To perform more rigorous filtering, another program must be used. In our case, we will use the VariantFiltration tool in GATK.
NOTE: The best practice when using GATK is to use the VariantRecalibrator. In our data set, we had too few variants to accurately use the variant recalibrator and therefore we used the VariantFiltration tool instead.
** NGS GATK Tools/Variant Filtration on VCF files
- Choose the source for the reference list: History
- Variant file to annotate: Unified genotyper results file
- Using reference genome: hg19_chr1.fa
- Variant filter
set the 3 following filters
– filter Expression: QD < 2.0 Filter, name: QDFilter
– filter Expression: FS > 200.0 Filter, name: FSFilter
– filter Expression: MQ < 40.0 Filter, name: MQFilter
…
File check:
You can look at the output vcf file that contains “filter” annotation
16) Annotate the variants
with snpEff
** NGS: Variant Analysis/SnpEff Variant effect and annotation
- Sequence changes: Variant Filtration result
- Filter output
–select “Do not show INTERGENIC changes”
…
File check:
You can download the SnpEff stat html page and vcf file
with GATK VariantAnnotator
** NGS GATK Tools/VariantAnnotator
- Choose the source for the reference list: History
- Variant file to annotate: SnpEff vcf file
- Using reference file: hg19_chr1.fa
- Provide a dbSNP reference-ordered data file: set dbSNP
– ROD file: dbSNP_135_chr1.vcf.gz - Basic or Advanced GATK options: Advanced
– Operate on Genomic intervals: Genomic intervals : created interval on chr1
…
…
…
File check:
Look at or download your filtered and annotated variant vcf files
The “History options” menu
You can
- See saved histories
- Extract workflow
- Save your workflow
- Share your workflow
- …
Workflow
Use the workflow tab
- Edit your worklow
- Rename input and output files
- Run your workflow on other samples
…
For information (we will not do it as part of the practical), you can run a tool and/or a given workflow on several samples at once. You will need to “Build List of Dataset Pairs” then run the tools on “Dataset collection”

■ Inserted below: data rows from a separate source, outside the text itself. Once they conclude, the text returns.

//! Text and URL cleanup shared by every site's extraction rules.

use std::sync::LazyLock;

use regex::Regex;
use url::Url;

static CURRENCY_FRAGMENT: LazyLock<Regex> =
    LazyLock::new(|| Regex::new(r"R\$\s*\d[\d.,]*").expect("valid currency fragment regex"));

static INSTALLMENT_PHRASE: LazyLock<Regex> = LazyLock::new(|| {
    Regex::new(r"(?i)\b\d{1,2}\s*x\s*(?:de\s*)?R\$\s*\d[\d.,]*(?:\s*sem\s+juros)?")
        .expect("valid installment regex")
});

/// Collapses every run of whitespace (including non-breaking spaces) into a
/// single space and trims the ends.
#[must_use]
pub fn normalize_whitespace(s: &str) -> String {
    s.split_whitespace().collect::<Vec<_>>().join(" ")
}

/// Cleans a listing title: strips embedded price fragments and normalizes
/// whitespace. Returns `None` when nothing meaningful remains.
#[must_use]
pub fn clean_title(raw: &str) -> Option<String> {
    let stripped = CURRENCY_FRAGMENT.replace_all(raw, " ");
    let title = normalize_whitespace(&stripped);
    if title.is_empty() {
        None
    } else {
        Some(title)
    }
}

/// Resolves `href` against `base` and strips tracking noise.
///
/// Query string and fragment are always removed. When the path contains one
/// of `referral_markers` (e.g. Amazon's `/ref=`), everything from the marker
/// onwards is dropped. Only `http` and `https` results are accepted.
#[must_use]
pub fn normalize_offer_url(href: &str, base: &Url, referral_markers: &[&str]) -> Option<String> {
    let href = href.trim();
    if href.is_empty() {
        return None;
    }

    let mut url = base.join(href).ok()?;
    if !matches!(url.scheme(), "http" | "https") {
        return None;
    }

    url.set_query(None);
    url.set_fragment(None);

    let path = url.path().to_string();
    let cut = referral_markers
        .iter()
        .filter_map(|marker| path.find(marker))
        .min();
    if let Some(idx) = cut {
        let trimmed = &path[..idx];
        url.set_path(if trimmed.is_empty() { "/" } else { trimmed });
    }

    Some(url.to_string())
}

/// Whether a piece of text reads like an installment plan.
///
/// Accepts the `10x de R$ 89,90` pattern as well as looser phrasing such as
/// `"em até 12 parcelas"` or `"sem juros"`.
#[must_use]
pub fn looks_like_installments(text: &str) -> bool {
    if INSTALLMENT_PHRASE.is_match(text) {
        return true;
    }
    let lower = text.to_lowercase();
    lower.contains("sem juros") || lower.contains("parcela")
}

/// Finds the first `NNx de R$ ...` phrase in free text.
#[must_use]
pub fn find_installment_phrase(text: &str) -> Option<String> {
    INSTALLMENT_PHRASE
        .find(text)
        .map(|m| normalize_whitespace(m.as_str()))
}

#[cfg(test)]
#[path = "normalize_test.rs"]
mod tests;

- Select your input samples
- Create your pairs
- Run a tool on your dataset collection
Next, you could…
- Create a new history, upload your input samples and run you workflow on them
- Continue using the tools on Galaxy
- Continue exploring/analysing/visualizing your data and results!
There are lots of tutorial, mainling list, videos for help (such as https://vimeo.com/galaxyproject)
We hope that you enjoyed using Galaxy!